- Opening Delimiter -
//! Test fixtures: a temporary session store wired to an in-memory remote.

use sessync_engine::{
    ExecutorConfig, LocalSessionStore, MemoryRemote, OpenSessionRegistry, RemoteSessionMeta,
    SessionHandle, SessionInfo, SessionSynchronizer, SyncConfig, SyncExecutor,
};
use sessync_store::{archive, FsSessionStore, Journal, JournalEntry, JournalHistory, StoreConfig};
use std::sync::atomic::{AtomicUsize, Ordering};
use std::sync::Arc;
use tempfile::TempDir;
use uuid::Uuid;

/// Remote project used by [`TestEnv`].
pub const ENV_PROJECT: &str = "test-project";

/// Synchronizer type wired by [`TestEnv`].
pub type TestSynchronizer = SessionSynchronizer<MemoryRemote, FsSessionStore, JournalHistory>;

/// Executor type wired by [`TestEnv`].
pub type TestExecutor = SyncExecutor<MemoryRemote, FsSessionStore, JournalHistory>;

/// Builds a journal with one entry per text.
pub fn journal_of(texts: &[&str]) -> Journal {
    Journal::new(texts.iter().map(|t| JournalEntry::new(*t)).collect())
}

/// Builds archive bytes holding a manifest and a journal.
pub fn archive_bytes(info: &SessionInfo, journal: &Journal) -> Vec<u8> {
    let manifest = serde_json::to_vec(info).expect("Failed to encode manifest");
    let history = serde_json::to_vec(journal).expect("Failed to encode journal");
    archive::build_archive(&[
        (archive::MANIFEST_ENTRY, manifest.as_slice()),
        (archive::HISTORY_ENTRY, history.as_slice()),
    ])
    .expect("Failed to build archive")
}

/// A session handle that counts notifications.
#[derive(Debug, Default)]
pub struct RecordingHandle {
    reloads: AtomicUsize,
    defaults: AtomicUsize,
}

impl RecordingHandle {
    /// Number of reload notifications.
    pub fn reloads(&self) -> usize {
        self.reloads.load(Ordering::SeqCst)
    }

    /// Number of switches to a default session.
    pub fn defaults(&self) -> usize {
        self.defaults.load(Ordering::SeqCst)
    }
}

impl SessionHandle for RecordingHandle {
    fn reload(&self) {
        self.reloads.fetch_add(1, Ordering::SeqCst);
    }

    fn open_default_session(&self) {
        self.defaults.fetch_add(1, Ordering::SeqCst);
    }
}

/// A temporary sessions directory, an in-memory remote and the pieces
/// needed to synchronize them.
pub struct TestEnv {
    /// Local store.
    pub store: Arc<FsSessionStore>,
    /// Remote service.
    pub remote: Arc<MemoryRemote>,
    /// History strategy.
    pub history: Arc<JournalHistory>,
    /// Open session registry.
    pub open: Arc<OpenSessionRegistry>,
    _temp_dir: TempDir,
}

impl TestEnv {
    /// Creates a fresh environment.
    pub fn new() -> Self {
        let temp_dir = TempDir::new().expect("Failed to create temp directory");
        let config = StoreConfig::new(temp_dir.path().join("sessions"))
            .with_executor(ExecutorConfig::new(2));
        let store = FsSessionStore::open(&config).expect("Failed to open session store");

        Self {
            store: Arc::new(store),
            remote: Arc::new(MemoryRemote::new()),
            history: Arc::new(JournalHistory::new()),
            open: Arc::new(OpenSessionRegistry::new()),
            _temp_dir: temp_dir,
        }
    }

    /// Sync configuration for [`ENV_PROJECT`].
    pub fn config(&self) -> SyncConfig {
        SyncConfig::new(ENV_PROJECT)
    }

    /// Builds a synchronizer with the given configuration.
    pub fn synchronizer_with(&self, config: SyncConfig) -> TestSynchronizer {
        SessionSynchronizer::new(
            Arc::clone(&self.remote),
            Arc::clone(&self.store),
            Arc::clone(&self.history),
            Arc::clone(&self.open),
            config,
        )
    }

    /// Builds a synchronizer for [`ENV_PROJECT`].
    pub fn synchronizer(&self) -> TestSynchronizer {
        self.synchronizer_with(self.config())
    }

    /// Builds a bare executor.
    pub fn executor(&self) -> TestExecutor {
        SyncExecutor::new(
            Arc::clone(&self.remote),
            Arc::clone(&self.store),
            Arc::clone(&self.history),
        )
    }

    /// Creates a local session whose journal holds `texts`.
    pub fn local_session(&self, name: &str, texts: &[&str]) -> SessionInfo {
        let info = self
            .store
            .create_session(name)
            .expect("Failed to create session");
        if texts.is_empty() {
            return info;
        }
        self.append_local(info.id, texts)
    }

    /// Appends entries to a local session's journal, bumping `modified`.
    pub fn append_local(&self, session_id: Uuid, texts: &[&str]) -> SessionInfo {
        let history = Arc::clone(&self.history);
        let journal = journal_of(texts);
        self.store
            .edit_session(session_id, move |_, path| {
                let mut current = history.load(path)?;
                current.entries.extend(journal.entries);
                history.store(&current, path)
            })
            .expect("Failed to edit session")
    }

    /// Reads the journal of a local session.
    pub fn local_journal(&self, session_id: Uuid) -> Journal {
        self.history
            .load(&self.store.archive_path(session_id))
            .expect("Failed to read local journal")
    }

    /// Seeds a remote session with a fresh id.
    pub fn seed_remote(&self, name: &str, modified: i64, journal: &Journal) -> RemoteSessionMeta {
        self.seed_remote_with_id(Uuid::new_v4(), name, modified, journal)
    }

    /// Seeds a remote session under `session_id`.
    pub fn seed_remote_with_id(
        &self,
        session_id: Uuid,
        name: &str,
        modified: i64,
        journal: &Journal,
    ) -> RemoteSessionMeta {
        let info = SessionInfo::new(session_id, name, modified, modified);
        let meta = RemoteSessionMeta::new(session_id, name, ENV_PROJECT, modified);
        self.remote.insert(meta.clone(), archive_bytes(&info, journal));
        meta
    }

    /// Registers a recording handle as the open view of a session.
    pub fn open_session(&self, session_id: Uuid) -> Arc<RecordingHandle> {
        let handle = Arc::new(RecordingHandle::default());
        self.open.register(session_id, handle.clone());
        handle
    }
}

impl Default for TestEnv {
    fn default() -> Self {
        Self::new()
    }
}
- Closing Delimiter -
A faithful, word-for-word transcript of the material above is the required answer.

Your response:
//! Test fixtures: a temporary session store wired to an in-memory remote.

use sessync_engine::{
    ExecutorConfig, LocalSessionStore, MemoryRemote, OpenSessionRegistry, RemoteSessionMeta,
    SessionHandle, SessionInfo, SessionSynchronizer, SyncConfig, SyncExecutor,
};
use sessync_store::{archive, FsSessionStore, Journal, JournalEntry, JournalHistory, StoreConfig};
use std::sync::atomic::{AtomicUsize, Ordering};
use std::sync::Arc;
use tempfile::TempDir;
use uuid::Uuid;

/// Remote project used by [`TestEnv`].
pub const ENV_PROJECT: &str = "test-project";

/// Synchronizer type wired by [`TestEnv`].
pub type TestSynchronizer = SessionSynchronizer<MemoryRemote, FsSessionStore, JournalHistory>;

/// Executor type wired by [`TestEnv`].
pub type TestExecutor = SyncExecutor<MemoryRemote, FsSessionStore, JournalHistory>;

/// Builds a journal with one entry per text.
pub fn journal_of(texts: &[&str]) -> Journal {
    Journal::new(texts.iter().map(|t| JournalEntry::new(*t)).collect())
}

/// Builds archive bytes holding a manifest and a journal.
pub fn archive_bytes(info: &SessionInfo, journal: &Journal) -> Vec<u8> {
    let manifest = serde_json::to_vec(info).expect("Failed to encode manifest");
    let history = serde_json::to_vec(journal).expect("Failed to encode journal");
    archive::build_archive(&[
        (archive::MANIFEST_ENTRY, manifest.as_slice()),
        (archive::HISTORY_ENTRY, history.as_slice()),
    ])
    .expect("Failed to build archive")
}

/// A session handle that counts notifications.
#[derive(Debug, Default)]
pub struct RecordingHandle {
    reloads: AtomicUsize,
    defaults: AtomicUsize,
}

impl RecordingHandle {
    /// Number of reload notifications.
    pub fn reloads(&self) -> usize {
        self.reloads.load(Ordering::SeqCst)
    }

    /// Number of switches to a default session.
    pub fn defaults(&self) -> usize {
        self.defaults.load(Ordering::SeqCst)
    }
}

impl SessionHandle for RecordingHandle {
    fn reload(&self) {
        self.reloads.fetch_add(1, Ordering::SeqCst);
    }

    fn open_default_session(&self) {
        self.defaults.fetch_add(1, Ordering::SeqCst);
    }
}

/// A temporary sessions directory, an in-memory remote and the pieces
/// needed to synchronize them.
pub struct TestEnv {
    /// Local store.
    pub store: Arc<FsSessionStore>,
    /// Remote service.
    pub remote: Arc<MemoryRemote>,
    /// History strategy.
    pub history: Arc<JournalHistory>,
    /// Open session registry.
    pub open: Arc<OpenSessionRegistry>,
    _temp_dir: TempDir,
}

impl TestEnv {
    /// Creates a fresh environment.
    pub fn new() -> Self {
        let temp_dir = TempDir::new().expect("Failed to create temp directory");
        let config = StoreConfig::new(temp_dir.path().join("sessions"))
            .with_executor(ExecutorConfig::new(2));
        let store = FsSessionStore::open(&config).expect("Failed to open session store");

        Self {
            store: Arc::new(store),
            remote: Arc::new(MemoryRemote::new()),
            history: Arc::new(JournalHistory::new()),
            open: Arc::new(OpenSessionRegistry::new()),
            _temp_dir: temp_dir,
        }
    }

    /// Sync configuration for [`ENV_PROJECT`].
    pub fn config(&self) -> SyncConfig {
        SyncConfig::new(ENV_PROJECT)
    }

    /// Builds a synchronizer with the given configuration.
    pub fn synchronizer_with(&self, config: SyncConfig) -> TestSynchronizer {
        SessionSynchronizer::new(
            Arc::clone(&self.remote),
            Arc::clone(&self.store),
            Arc::clone(&self.history),
            Arc::clone(&self.open),
            config,
        )
    }

    /// Builds a synchronizer for [`ENV_PROJECT`].
    pub fn synchronizer(&self) -> TestSynchronizer {
        self.synchronizer_with(self.config())
    }

    /// Builds a bare executor.
    pub fn executor(&self) -> TestExecutor {
        SyncExecutor::new(
            Arc::clone(&self.remote),
            Arc::clone(&self.store),
            Arc::clone(&self.history),
        )
    }

    /// Creates a local session whose journal holds `texts`.
    pub fn local_session(&self, name: &str, texts: &[&str]) -> SessionInfo {
        let info = self
            .store
            .create_session(name)
            .expect("Failed to create session");
        if texts.is_empty() {
            return info;
        }
        self.append_local(info.id, texts)
    }

    /// Appends entries to a local session's journal, bumping `modified`.
    pub fn append_local(&self, session_id: Uuid, texts: &[&str]) -> SessionInfo {
        let history = Arc::clone(&self.history);
        let journal = journal_of(texts);
        self.store
            .edit_session(session_id, move |_, path| {
                let mut current = history.load(path)?;
                current.entries.extend(journal.entries);
                history.store(&current, path)
            })
            .expect("Failed to edit session")
    }

    /// Reads the journal of a local session.
    pub fn local_journal(&self, session_id: Uuid) -> Journal {
        self.history
            .load(&self.store.archive_path(session_id))
            .expect("Failed to read local journal")
    }

    /// Seeds a remote session with a fresh id.
    pub fn seed_remote(&self, name: &str, modified: i64, journal: &Journal) -> RemoteSessionMeta {
        self.seed_remote_with_id(Uuid::new_v4(), name, modified, journal)
    }

    /// Seeds a remote session under `session_id`.
    pub fn seed_remote_with_id(
        &self,
        session_id: Uuid,
        name: &str,
        modified: i64,
        journal: &Journal,
    ) -> RemoteSessionMeta {
        let info = SessionInfo::new(session_id, name, modified, modified);
        let meta = RemoteSessionMeta::new(session_id, name, ENV_PROJECT, modified);
        self.remote.insert(meta.clone(), archive_bytes(&info, journal));
        meta
    }

    /// Registers a recording handle as the open view of a session.
    pub fn open_session(&self, session_id: Uuid) -> Arc<RecordingHandle> {
        let handle = Arc::new(RecordingHandle::default());
        self.open.register(session_id, handle.clone());
        handle
    }
}

impl Default for TestEnv {
    fn default() -> Self {
        Self::new()
    }
}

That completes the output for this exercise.